第117話

 万が一のことが起こった時のために、と管理者仲間のユーノから渡されていたメダルを使って超空間ゲートを開いて、私は今の自分の居場所である『ワールド・ライブラリ』へと戻ってきた。


「……っ……!?」


 一足遅れて追う流れになった以上、ある程度の覚悟はしていた。それでも、一目でわかるほどに破壊された凄惨な光景を前にして思わず息をのむ。

 時間の概念がない『ワールド・ライブラリ』では、人間界におけるほんのわずかなタイムロスが数百倍、あるいは数千倍もの変化へとつながる。

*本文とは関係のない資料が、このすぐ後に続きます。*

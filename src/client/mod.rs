//! # Cluster Client
//!
//! The seam between the reconcile engine and the cluster API. Everything the
//! engine reads or writes goes through [`ClusterClient`], keyed by
//! `(apiVersion, kind, namespace, name)` over untyped [`DynamicObject`]s.
//!
//! - `kube_client` - implementation backed by a real `kube::Client`
//! - `discovery` - kind resolution cache used by `kube_client`
//! - `memory` - in-process implementation used by tests and local runs

mod discovery;
mod error;
mod kube_client;
mod memory;

pub use kube_client::{KubeClusterClient, KubeRemoteClientFactory};
pub use discovery::{KindCache, MISSING_KIND_TTL};
pub use error::ClientError;
pub use memory::{InMemoryCluster, InMemoryRemoteFactory, Verb};

use kube::api::{DynamicObject, TypeMeta};
use kube::ResourceExt;
use async_trait::async_trait;
use serde::de::DeserializeOwned;
use serde::Serialize;
use std::fmt;
use std::sync::Arc;

/// Identity of a single object on the cluster
#[derive(Debug, Clone, PartialEq, Eq, Hash, PartialOrd, Ord)]
pub struct ObjectKey {
    pub api_version: String,
    pub kind: String,
    pub namespace: Option<String>,
    pub name: String,
}

impl ObjectKey {
    pub fn new(api_version: &str, kind: &str, namespace: Option<&str>, name: &str) -> Self {
        Self {
            api_version: api_version.to_string(),
            kind: kind.to_string(),
            namespace: namespace.filter(|ns| !ns.is_empty()).map(str::to_string),
            name: name.to_string(),
        }
    }

    pub fn cluster_scoped(api_version: &str, kind: &str, name: &str) -> Self {
        Self::new(api_version, kind, None, name)
    }

    /// Key of an existing object, taken from its type and metadata
    pub fn of(obj: &DynamicObject) -> Result<Self, ClientError> {
        let types = obj
            .types
            .as_ref()
            .ok_or_else(|| ClientError::InvalidObject("object has no apiVersion/kind".into()))?;
        let name = obj
            .metadata
            .name
            .as_deref()
            .ok_or_else(|| ClientError::InvalidObject(format!("{} has no name", types.kind)))?;
        Ok(Self::new(
            &types.api_version,
            &types.kind,
            obj.metadata.namespace.as_deref(),
            name,
        ))
    }

    /// Empty object carrying only this identity
    pub fn to_object(&self) -> DynamicObject {
        let mut obj = DynamicObject {
            types: Some(TypeMeta {
                api_version: self.api_version.clone(),
                kind: self.kind.clone(),
            }),
            metadata: Default::default(),
            data: serde_json::Value::Object(Default::default()),
        };
        obj.metadata.name = Some(self.name.clone());
        obj.metadata.namespace = self.namespace.clone();
        obj
    }

    /// Split `apiVersion` into group and version
    pub fn group_version(&self) -> (&str, &str) {
        match self.api_version.split_once('/') {
            Some((group, version)) => (group, version),
            None => ("", self.api_version.as_str()),
        }
    }
}

impl fmt::Display for ObjectKey {
    /// `<Kind ns/name>` form used in status messages
    fn fmt(&self, f: &mut fmt::Formatter<'_>) -> fmt::Result {
        match &self.namespace {
            Some(ns) => write!(f, "<{} {}/{}>", self.kind, ns, self.name),
            None => write!(f, "<{} {}>", self.kind, self.name),
        }
    }
}

/// Operations the engine needs from the cluster API
#[async_trait]
pub trait ClusterClient: Send + Sync {
    async fn get(&self, key: &ObjectKey) -> Result<DynamicObject, ClientError>;

    /// List objects of a kind across all namespaces matching a label selector
    async fn list(
        &self,
        api_version: &str,
        kind: &str,
        label_selector: &str,
    ) -> Result<Vec<DynamicObject>, ClientError>;

    async fn create(&self, obj: &DynamicObject) -> Result<DynamicObject, ClientError>;

    /// Replace an object; a stale `resourceVersion` yields [`ClientError::Conflict`]
    async fn update(&self, obj: &DynamicObject) -> Result<DynamicObject, ClientError>;

    /// Replace the status subresource of an object
    async fn update_status(&self, obj: &DynamicObject) -> Result<DynamicObject, ClientError>;

    async fn delete(&self, key: &ObjectKey) -> Result<(), ClientError>;

    /// JSON merge patch against the main resource
    async fn patch_merge(
        &self,
        key: &ObjectKey,
        patch: &serde_json::Value,
    ) -> Result<DynamicObject, ClientError>;
}

/// Builds clients for remote clusters from kubeconfig contents
#[async_trait]
pub trait RemoteClientFactory: Send + Sync {
    async fn connect(&self, kubeconfig: &[u8]) -> Result<Arc<dyn ClusterClient>, ClientError>;
}

/// Fetch an object, mapping absence to `None`
pub async fn get_optional(
    client: &dyn ClusterClient,
    key: &ObjectKey,
) -> Result<Option<DynamicObject>, ClientError> {
    match client.get(key).await {
        Ok(obj) => Ok(Some(obj)),
        Err(e) if e.is_not_found() => Ok(None),
        Err(e) => Err(e),
    }
}

/// Convert a typed resource into a dynamic object
pub fn to_dynamic<K>(resource: &K) -> Result<DynamicObject, ClientError>
where
    K: kube::Resource<DynamicType = ()> + Serialize,
{
    let mut obj: DynamicObject = serde_json::from_value(serde_json::to_value(resource)?)?;
    if obj.types.is_none() {
        obj.types = Some(TypeMeta {
            api_version: K::api_version(&()).to_string(),
            kind: K::kind(&()).to_string(),
        });
    }
    Ok(obj)
}

/// Convert a dynamic object into a typed resource
pub fn from_dynamic<K: DeserializeOwned>(obj: &DynamicObject) -> Result<K, ClientError> {
    Ok(serde_json::from_value(serde_json::to_value(obj)?)?)
}

/// Whether an object has been marked for deletion but is not gone yet
pub fn is_terminating(obj: &DynamicObject) -> bool {
    obj.metadata.deletion_timestamp.is_some()
}

/// Label selector matching everything installed for a managing resource
pub fn installer_selector(name: &str) -> String {
    format!("{}={}", crate::constants::INSTALLER_NAME_LABEL, name)
}

/// Stamp installer labels on an object
pub fn set_installer_labels(obj: &mut DynamicObject, name: &str, namespace: &str) {
    let labels = obj.labels_mut();
    labels.insert(
        crate::constants::INSTALLER_NAME_LABEL.to_string(),
        name.to_string(),
    );
    labels.insert(
        crate::constants::INSTALLER_NAMESPACE_LABEL.to_string(),
        namespace.to_string(),
    );
}

#[cfg(test)]
mod tests {
    use super::*;

    #[test]
    fn test_object_key_display() {
        let namespaced = ObjectKey::new("v1", "Service", Some("ns"), "svc");
        assert_eq!(namespaced.to_string(), "<Service ns/svc>");
        let cluster = ObjectKey::cluster_scoped("v1", "Namespace", "ns");
        assert_eq!(cluster.to_string(), "<Namespace ns>");
    }

    #[test]
    fn test_object_key_empty_namespace_is_cluster_scoped() {
        let key = ObjectKey::new("v1", "Namespace", Some(""), "ns");
        assert_eq!(key.namespace, None);
    }

    #[test]
    fn test_object_key_round_trips_through_object() {
        let key = ObjectKey::new("apps/v1", "Deployment", Some("ns"), "web");
        let obj = key.to_object();
        assert_eq!(ObjectKey::of(&obj).unwrap(), key);
        assert_eq!(key.group_version(), ("apps", "v1"));
    }

    #[test]
    fn test_object_key_requires_types() {
        let mut obj = ObjectKey::cluster_scoped("v1", "Namespace", "ns").to_object();
        obj.types = None;
        assert!(ObjectKey::of(&obj).is_err());
    }

    #[test]
    fn test_typed_conversion_sets_type_meta() {
        let engine = crate::PlatformEngine::new("engine", crate::PlatformEngineSpec::default());
        let obj = to_dynamic(&engine).unwrap();
        let types = obj.types.as_ref().unwrap();
        assert_eq!(types.kind, "PlatformEngine");
        assert_eq!(types.api_version, "platform.microscaler.io/v1");
        let back: crate::PlatformEngine = from_dynamic(&obj).unwrap();
        assert_eq!(back.metadata.name.as_deref(), Some("engine"));
    }
}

その、あまりにも「長い」遅れの間に巨大蜘蛛と化したブラックカーテンがどれだけ暴虐の限りを尽くしたのかは、本来なら清らかな水をたたえる周囲の泉が濁り、幾多の平行世界へのゲートとなる無数の水球たちが地に落ちて無残な姿をさらしている様子を見るだけでも容易に想像することができた。

 せめてもの気休めがあるとすれば、この空間には自己修復能力が備わっているので再建自体はさほど困難ではないことくらいか。……とはいえ、崩壊寸前にまで追いやられた以前の状況からようやく立ち直りかけていたことを思い返すと、やはり多少の落胆を覚えずにはいられなかった。


「ユーノ……あの子は、どこに?」


 倒されて粉々になった柱と瓦礫まみれの床に視線を向けながら、私はここに残してきた「彼女」の存在を思い出して念を送り、何度も呼び掛ける。

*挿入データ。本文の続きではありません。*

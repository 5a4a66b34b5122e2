//! Prints the `PlatformEngine` CustomResourceDefinition as YAML.

use kube::CustomResourceExt;
use platform_engine_controller::crd::PlatformEngine;

fn main() -> anyhow::Result<()> {
    print!("{}", serde_yaml::to_string(&PlatformEngine::crd())?);
    Ok(())
}
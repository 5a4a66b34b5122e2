//! # Runtime Module
//!
//! Runtime components for the Platform Engine Controller: initialization,
//! the watch loop and error handling.

pub mod error_policy;
pub mod initialization;
pub mod watch_loop;

pub use error_policy::*;
pub use initialization::*;
pub use watch_loop::*;
//! SQLite-backed repository.
//!
//! A single connection behind a mutex; every call runs on the blocking
//! pool so the async runtime never waits on disk.

use std::path::Path;
use std::sync::{Arc, Mutex};

use async_trait::async_trait;
use chrono::{DateTime, Utc};
use rusqlite::{params, Connection, OptionalExtension, Row};

use super::AssetRepository;
use crate::domain::{AssetId, AssetStatus, ContentHash, Derivative, ImageFormat, MediaAsset};
use crate::error::{MediaError, MediaResult};

const SCHEMA: &str = r#"
CREATE TABLE IF NOT EXISTS media_assets (
    id            TEXT PRIMARY KEY,
    owner_user_id TEXT NOT NULL,
    content_hash  TEXT NOT NULL,
    status        TEXT NOT NULL,
    created_at    TEXT NOT NULL,
    updated_at    TEXT NOT NULL,
    last_error    TEXT,
    UNIQUE (owner_user_id, content_hash)
);

CREATE TABLE IF NOT EXISTS derivatives (
    asset_id     TEXT NOT NULL REFERENCES media_assets(id) ON DELETE CASCADE,
    variant      TEXT NOT NULL,
    format       TEXT NOT NULL,
    width        INTEGER NOT NULL,
    height       INTEGER NOT NULL,
    storage_key  TEXT NOT NULL,
    checksum     TEXT NOT NULL,
    size_bytes   INTEGER NOT NULL,
    revision     INTEGER NOT NULL,
    generated_at TEXT NOT NULL,
    PRIMARY KEY (asset_id, variant)
);
"#;

const ASSET_COLUMNS: &str =
    "id, owner_user_id, content_hash, status, created_at, updated_at, last_error";

const DERIVATIVE_COLUMNS: &str =
    "asset_id, variant, format, width, height, storage_key, checksum, size_bytes, revision, generated_at";

/// Raw asset row before domain conversion
struct AssetRow {
    id: String,
    owner_user_id: String,
    content_hash: String,
    status: String,
    created_at: String,
    updated_at: String,
    last_error: Option<String>,
}

impl AssetRow {
    fn from_row(row: &Row<'_>) -> rusqlite::Result<Self> {
        Ok(Self {
            id: row.get(0)?,
            owner_user_id: row.get(1)?,
            content_hash: row.get(2)?,
            status: row.get(3)?,
            created_at: row.get(4)?,
            updated_at: row.get(5)?,
            last_error: row.get(6)?,
        })
    }

    fn into_asset(self) -> MediaResult<MediaAsset> {
        Ok(MediaAsset {
            id: AssetId::parse(self.id),
            owner_user_id: self.owner_user_id,
            content_hash: ContentHash::from_hex(self.content_hash),
            status: self.status.parse().map_err(MediaError::Repository)?,
            created_at: parse_time(&self.created_at)?,
            updated_at: parse_time(&self.updated_at)?,
            last_error: self.last_error,
        })
    }
}

/// Raw derivative row before domain conversion
struct DerivativeRow {
    asset_id: String,
    variant: String,
    format: String,
    width: u32,
    height: u32,
    storage_key: String,
    checksum: String,
    size_bytes: i64,
    revision: u32,
    generated_at: String,
}

impl DerivativeRow {
    fn from_row(row: &Row<'_>) -> rusqlite::Result<Self> {
        Ok(Self {
            asset_id: row.get(0)?,
            variant: row.get(1)?,
            format: row.get(2)?,
            width: row.get(3)?,
            height: row.get(4)?,
            storage_key: row.get(5)?,
            checksum: row.get(6)?,
            size_bytes: row.get(7)?,
            revision: row.get(8)?,
            generated_at: row.get(9)?,
        })
    }

    fn into_derivative(self) -> MediaResult<Derivative> {
        Ok(Derivative {
            asset_id: AssetId::parse(self.asset_id),
            variant: self.variant,
            format: self
                .format
                .parse::<ImageFormat>()
                .map_err(MediaError::Repository)?,
            width: self.width,
            height: self.height,
            storage_key: self.storage_key,
            checksum: self.checksum,
            size_bytes: self.size_bytes.max(0) as u64,
            revision: self.revision,
            generated_at: parse_time(&self.generated_at)?,
        })
    }
}

fn parse_time(raw: &str) -> MediaResult<DateTime<Utc>> {
    DateTime::parse_from_rfc3339(raw)
        .map(|t| t.with_timezone(&Utc))
        .map_err(|e| MediaError::Repository(format!("Bad timestamp '{}': {}", raw, e)))
}

fn db_err(e: rusqlite::Error) -> MediaError {
    MediaError::Repository(e.to_string())
}

/// Repository persisted in a SQLite database file
#[derive(Clone)]
pub struct SqliteRepository {
    conn: Arc<Mutex<Connection>>,
}

impl SqliteRepository {
    /// Open (or create) the database at `path`
    pub fn open(path: &Path) -> MediaResult<Self> {
        if let Some(parent) = path.parent() {
            std::fs::create_dir_all(parent)?;
        }
        let conn = Connection::open(path).map_err(db_err)?;
        Self::init(conn)
    }

    /// Private in-memory database
    pub fn in_memory() -> MediaResult<Self> {
        Self::init(Connection::open_in_memory().map_err(db_err)?)
    }

    fn init(conn: Connection) -> MediaResult<Self> {
        conn.execute_batch("PRAGMA foreign_keys = ON; PRAGMA journal_mode = WAL;")
            .map_err(db_err)?;
        conn.execute_batch(SCHEMA).map_err(db_err)?;
        Ok(Self {
            conn: Arc::new(Mutex::new(conn)),
        })
    }

    /// Run a closure against the connection on the blocking pool
    async fn with_conn<T, F>(&self, f: F) -> MediaResult<T>
    where
        T: Send + 'static,
        F: FnOnce(&Connection) -> MediaResult<T> + Send + 'static,
    {
        let conn = Arc::clone(&self.conn);
        tokio::task::spawn_blocking(move || {
            let guard = conn.lock().unwrap_or_else(|poisoned| poisoned.into_inner());
            f(&guard)
        })
        .await
        .map_err(|e| MediaError::Repository(format!("Database task failed: {}", e)))?
    }
}

fn select_asset(conn: &Connection, id: &str) -> MediaResult<Option<MediaAsset>> {
    let sql = format!("SELECT {} FROM media_assets WHERE id = ?1", ASSET_COLUMNS);
    conn.query_row(&sql, params![id], AssetRow::from_row)
        .optional()
        .map_err(db_err)?
        .map(AssetRow::into_asset)
        .transpose()
}

#[async_trait]
impl AssetRepository for SqliteRepository {
    async fn get_asset(&self, id: &AssetId) -> MediaResult<Option<MediaAsset>> {
        let id = id.to_string();
        self.with_conn(move |conn| select_asset(conn, &id)).await
    }

    async fn create_if_absent(&self, asset: MediaAsset) -> MediaResult<MediaAsset> {
        self.with_conn(move |conn| {
            conn.execute(
                "INSERT OR IGNORE INTO media_assets (id, owner_user_id, content_hash, status, created_at, updated_at, last_error)
                 VALUES (?1, ?2, ?3, ?4, ?5, ?6, ?7)",
                params![
                    asset.id.as_str(),
                    asset.owner_user_id,
                    asset.content_hash.as_str(),
                    asset.status.as_str(),
                    asset.created_at.to_rfc3339(),
                    asset.updated_at.to_rfc3339(),
                    asset.last_error,
                ],
            )
            .map_err(db_err)?;

            select_asset(conn, asset.id.as_str())?
                .ok_or_else(|| MediaError::Repository(format!("asset {} vanished after insert", asset.id)))
        })
        .await
    }

    async fn set_status(
        &self,
        id: &AssetId,
        status: AssetStatus,
        last_error: Option<String>,
    ) -> MediaResult<MediaAsset> {
        let asset_id = id.clone();
        let id = id.to_string();
        self.with_conn(move |conn| {
            let current = select_asset(conn, &id)?
                .ok_or_else(|| MediaError::NotFound(format!("asset {}", id)))?
                .status;
            let busy = |status| MediaError::Busy {
                asset_id: asset_id.clone(),
                status,
            };
            if !current.can_transition_to(status) {
                return Err(busy(current));
            }

            // only applies if nobody moved the row since the read above
            let updated = conn
                .execute(
                    "UPDATE media_assets SET status = ?2, last_error = ?3, updated_at = ?4 WHERE id = ?1 AND status = ?5",
                    params![id, status.as_str(), last_error, Utc::now().to_rfc3339(), current.as_str()],
                )
                .map_err(db_err)?;

            let asset = select_asset(conn, &id)?
                .ok_or_else(|| MediaError::NotFound(format!("asset {}", id)))?;
            if updated == 0 {
                return Err(busy(asset.status));
            }
            Ok(asset)
        })
        .await
    }

    async fn save_derivatives(&self, derivatives: &[Derivative]) -> MediaResult<()> {
        let derivatives = derivatives.to_vec();
        self.with_conn(move |conn| {
            let tx = conn.unchecked_transaction().map_err(db_err)?;
            for d in &derivatives {
                tx.execute(
                    "INSERT INTO derivatives (asset_id, variant, format, width, height, storage_key, checksum, size_bytes, revision, generated_at)
                     VALUES (?1, ?2, ?3, ?4, ?5, ?6, ?7, ?8, ?9, ?10)
                     ON CONFLICT (asset_id, variant) DO UPDATE SET
                        format = excluded.format,
                        width = excluded.width,
                        height = excluded.height,
                        storage_key = excluded.storage_key,
                        checksum = excluded.checksum,
                        size_bytes = excluded.size_bytes,
                        revision = excluded.revision,
                        generated_at = excluded.generated_at",
                    params![
                        d.asset_id.as_str(),
                        d.variant,
                        d.format.extension(),
                        d.width,
                        d.height,
                        d.storage_key,
                        d.checksum,
                        d.size_bytes as i64,
                        d.revision,
                        d.generated_at.to_rfc3339(),
                    ],
                )
                .map_err(db_err)?;
            }
            tx.commit().map_err(db_err)
        })
        .await
    }

    async fn get_derivative(&self, id: &AssetId, variant: &str) -> MediaResult<Option<Derivative>> {
        let id = id.to_string();
        let variant = variant.to_string();
        self.with_conn(move |conn| {
            let sql = format!(
                "SELECT {} FROM derivatives WHERE asset_id = ?1 AND variant = ?2",
                DERIVATIVE_COLUMNS
            );
            conn.query_row(&sql, params![id, variant], DerivativeRow::from_row)
                .optional()
                .map_err(db_err)?
                .map(DerivativeRow::into_derivative)
                .transpose()
        })
        .await
    }

    async fn list_derivatives(&self, id: &AssetId) -> MediaResult<Vec<Derivative>> {
        let id = id.to_string();
        self.with_conn(move |conn| {
            let sql = format!(
                "SELECT {} FROM derivatives WHERE asset_id = ?1 ORDER BY variant",
                DERIVATIVE_COLUMNS
            );
            let mut stmt = conn.prepare(&sql).map_err(db_err)?;
            let rows = stmt
                .query_map(params![id], DerivativeRow::from_row)
                .map_err(db_err)?
                .collect::<rusqlite::Result<Vec<_>>>()
                .map_err(db_err)?;
            rows.into_iter().map(DerivativeRow::into_derivative).collect()
        })
        .await
    }

    async fn delete_asset(&self, id: &AssetId) -> MediaResult<bool> {
        let id = id.to_string();
        self.with_conn(move |conn| {
            let tx = conn.unchecked_transaction().map_err(db_err)?;
            tx.execute("DELETE FROM derivatives WHERE asset_id = ?1", params![id])
                .map_err(db_err)?;
            let removed = tx
                .execute("DELETE FROM media_assets WHERE id = ?1", params![id])
                .map_err(db_err)?;
            tx.commit().map_err(db_err)?;
            Ok(removed > 0)
        })
        .await
    }
}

 突然の襲撃であったとはいえ、侵入者の脅威を察知したユーノがそのまま看過するはずもない。それに、彼女の能力をもってすれば撃退は難しくとも、足止めくらいは――。

 そんな望みを抱きかけた私のもとへ、ズズゥン、と踏みしめる地面だけでなく空間全体を震わせるような鈍い響きが伝わってくる。その轟音を聞いた私は顔を上げ、踏み砕かれた床の足取りを追いかけて駆け出した。


「っ、いた……!」


 そこは『ワールド・ライブラリ』の最深部へと向かう、泉の間。そのほとりに差し掛かる寸前のところで私は、巨大蜘蛛の後姿を視界に収めることに成功した。


「(間に合った……でも……)」


 安堵と同時に、遥たち……特に、深手を負ったミスティナイトを浮遊城に残してきたことを思い出して、私は後ろめたさと罪悪感を覚える。

 おそらくあの邪悪な居城は、『魔』の力を与え続けていた宿主がいなくなったせいで維持する力を失い、時をおかず崩壊するに違いない。彼女たちの力があれば脱出自体は可能だとは思うが、先を急ぐあまりその危険性を告げずに去ってしまった……。

 それでも今は、ブラックカーテンの野望を止めなければならない。そう自分を鼓舞して私は顔を上げ、巨大蜘蛛の背中に向かって叫んでいった。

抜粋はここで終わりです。